3.2 Age group differences in functional connectivity

The averaged FC Zr matrix across participants within each age group is presented in Figure 3, panel A, showing the younger adults below the diagonal and the older adults above the diagonal. Two-sample t-tests on each Zrlinki value of the combined connectivity matrix, yielded 123 regions (matrix cells) with a significantly higher Zrlinki value for younger adults than for older adults, corrected for multiple comparisons at a false discovery rate (FDR) of 0.05 (Benjamini and Hochberg, 1995) (Figure 3, panel B). All of the 123 significant age group differences were in the direction of higher connectivity for younger adults than for older adults. Age group differences were prominent within the anterior/medial temporal system (61% of all age group differences), although the occipital, subcortical, and parietal-(pre)motor systems also exhibited age-related effects (Figure 3, panel B). Additional details of the regional distribution of the age group differences are presented in Supplementary Figure 1.

Figure 3.

Figure 3

Panel A: Averaged FC Zr matrix across participants within each age group, with the younger group below the diagonal and the older group above the diagonal. In this 90 × 90 square matrix, the x and y axes represent the 90 regions of the Automated Anatomical Labeling (AAL) Template (Tzourio-Mazoyer, et al., 2002), and each matrix element is colored to represent the FC (Zr value) between a pair of listed brain regions. The regions were further categorized into six systems based on the Salvador et al. (2005) multidimensional scaling of resting-state data. Panel B: Distribution of age group differences in connectivity strength. All age group differences were in the direction of younger > older. Each matrix element is colored to represent the p value of the younger > older effect (corrected for multiple comparisons at a false discovery rate of 0.05).

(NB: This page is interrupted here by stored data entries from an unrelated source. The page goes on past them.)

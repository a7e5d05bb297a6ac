//! Card instances and the card kind taxonomy

use crate::core::entity::{EntityId, GameEntity};
use crate::core::modifier::ModifierId;
use crate::core::player::PlayerId;
use crate::core::types::{Affinity, BlueprintId};
use serde::{Deserialize, Serialize};
use smallvec::SmallVec;

pub type CardId = EntityId<Card>;

/// Kind-specific card data
///
/// Flattened into the card's JSON object so stat fields diff under plain
/// paths like `power` and `hp`.
#[derive(Debug, Clone, PartialEq, Serialize, Deserialize)]
#[serde(tag = "kind", rename_all = "snake_case")]
pub enum CardKind {
    /// Board unit occupying a slot
    Minion { power: i32, hp: i32, max_hp: i32 },
    /// A player's avatar; its death ends the game
    Hero { power: i32, hp: i32, max_hp: i32 },
    /// One-shot effect resolved off the chain
    Spell {
        /// Fast spells may be chained as responses
        fast: bool,
    },
    /// Persistent hero attachment that wears out over turns
    Artifact { durability: u8 },
    /// Passive trigger that reacts to game events while on the board
    Sigil,
    /// Combat maneuver, playable only while an attack chain is building
    Attack,
}

/// Cosmetic card fields
///
/// Mutable alongside gameplay state (effects may re-tint a card), so they
/// ride along in snapshots as a nested object.
#[derive(Debug, Clone, PartialEq, Serialize, Deserialize)]
pub struct CardArt {
    pub frame: String,
    pub tint: String,
}

impl CardArt {
    pub fn plain() -> Self {
        CardArt {
            frame: "standard".to_string(),
            tint: "none".to_string(),
        }
    }
}

/// Represents a card instance during gameplay
///
/// Cards have a unique ID but many cards share the same blueprint. Mutable
/// stats live here; static definition data stays in the blueprint registry.
#[derive(Debug, Clone, Serialize, Deserialize)]
pub struct Card {
    /// Unique ID for this card instance
    pub id: CardId,

    /// Blueprint this card was instantiated from
    pub blueprint: BlueprintId,

    /// Display name (copied from the blueprint)
    pub name: String,

    /// Player who owns this card
    pub owner: PlayerId,

    /// Current controller (can differ from owner)
    pub controller: PlayerId,

    /// Mana cost to play
    pub cost: u8,

    pub affinity: Affinity,

    #[serde(flatten)]
    pub kind: CardKind,

    /// Exhausted cards cannot attack until they ready
    pub exhausted: bool,

    /// Attached modifiers, in registration order
    pub modifiers: SmallVec<[ModifierId; 2]>,

    pub art: CardArt,
}

impl Card {
    pub fn new(
        id: CardId,
        blueprint: BlueprintId,
        name: impl Into<String>,
        owner: PlayerId,
        cost: u8,
        affinity: Affinity,
        kind: CardKind,
    ) -> Self {
        Card {
            id,
            blueprint,
            name: name.into(),
            owner,
            controller: owner,
            cost,
            affinity,
            kind,
            exhausted: false,
            modifiers: SmallVec::new(),
            art: CardArt::plain(),
        }
    }

    pub fn is_minion(&self) -> bool {
        matches!(self.kind, CardKind::Minion { .. })
    }

    pub fn is_hero(&self) -> bool {
        matches!(self.kind, CardKind::Hero { .. })
    }

    pub fn is_spell(&self) -> bool {
        matches!(self.kind, CardKind::Spell { .. })
    }

    pub fn is_fast_spell(&self) -> bool {
        matches!(self.kind, CardKind::Spell { fast: true })
    }

    pub fn is_artifact(&self) -> bool {
        matches!(self.kind, CardKind::Artifact { .. })
    }

    pub fn is_sigil(&self) -> bool {
        matches!(self.kind, CardKind::Sigil)
    }

    pub fn is_attack_card(&self) -> bool {
        matches!(self.kind, CardKind::Attack)
    }

    /// Base printed power, before modifiers
    pub fn power(&self) -> Option<i32> {
        match self.kind {
            CardKind::Minion { power, .. } | CardKind::Hero { power, .. } => Some(power),
            _ => None,
        }
    }

    pub fn hp(&self) -> Option<i32> {
        match self.kind {
            CardKind::Minion { hp, .. } | CardKind::Hero { hp, .. } => Some(hp),
            _ => None,
        }
    }

    pub fn max_hp(&self) -> Option<i32> {
        match self.kind {
            CardKind::Minion { max_hp, .. } | CardKind::Hero { max_hp, .. } => Some(max_hp),
            _ => None,
        }
    }

    /// Apply damage, clamping at zero. Returns the amount actually dealt.
    pub fn take_damage(&mut self, amount: i32) -> i32 {
        match &mut self.kind {
            CardKind::Minion { hp, .. } | CardKind::Hero { hp, .. } => {
                let dealt = amount.min(*hp).max(0);
                *hp -= dealt;
                dealt
            }
            _ => 0,
        }
    }

    /// Restore hit points, clamping at max. Returns the amount restored.
    pub fn heal(&mut self, amount: i32) -> i32 {
        match &mut self.kind {
            CardKind::Minion { hp, max_hp, .. } | CardKind::Hero { hp, max_hp, .. } => {
                let restored = amount.min(*max_hp - *hp).max(0);
                *hp += restored;
                restored
            }
            _ => 0,
        }
    }

    pub fn is_dead(&self) -> bool {
        match self.kind {
            CardKind::Minion { hp, .. } | CardKind::Hero { hp, .. } => hp <= 0,
            CardKind::Artifact { durability } => durability == 0,
            _ => false,
        }
    }

    pub fn exhaust(&mut self) {
        self.exhausted = true;
    }

    pub fn ready(&mut self) {
        self.exhausted = false;
    }
}

impl GameEntity for Card {
    fn id(&self) -> CardId {
        self.id
    }

    fn name(&self) -> &str {
        &self.name
    }
}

Because age-related decline in connectivity of the DMN has been reported (Andrews-Hanna, et al., 2007, Damoiseaux, et al., 2008, Grady, et al., 2010), we also selected four regions (in each hemisphere) that are typically categorized within the DMN: medial prefrontal, posterior cingulate, lateral parietal, and parahippocampal cortex. The mean Zrlinki value across these default mode regions was significantly lower for older adults, 0.55 ± 0.11, than for younger adults, 0.67 ± 0.17, t(40) = 2.7, p < 0.001. In addition, as a control measure, we compared the FC between the left and right primary visual areas (calcarine sulcus and cuneus) in the older group to that in the younger groups. Andrews-Hanna et al. (2007) found that intrinsic FC between left and right hemisphere-visual cortical regions was comparable for younger and older adults (but cf., Yan, et al., 2011). In the present data, consistent with Andrews-Hanna et al. (2007), we found that the interhemispheric FC between visual regions did not differ significantly between the age groups (mean Zrlinki = 1.11 ± 0.24 for older adults and 1.14 ± 0.25 for younger adults; p > .05).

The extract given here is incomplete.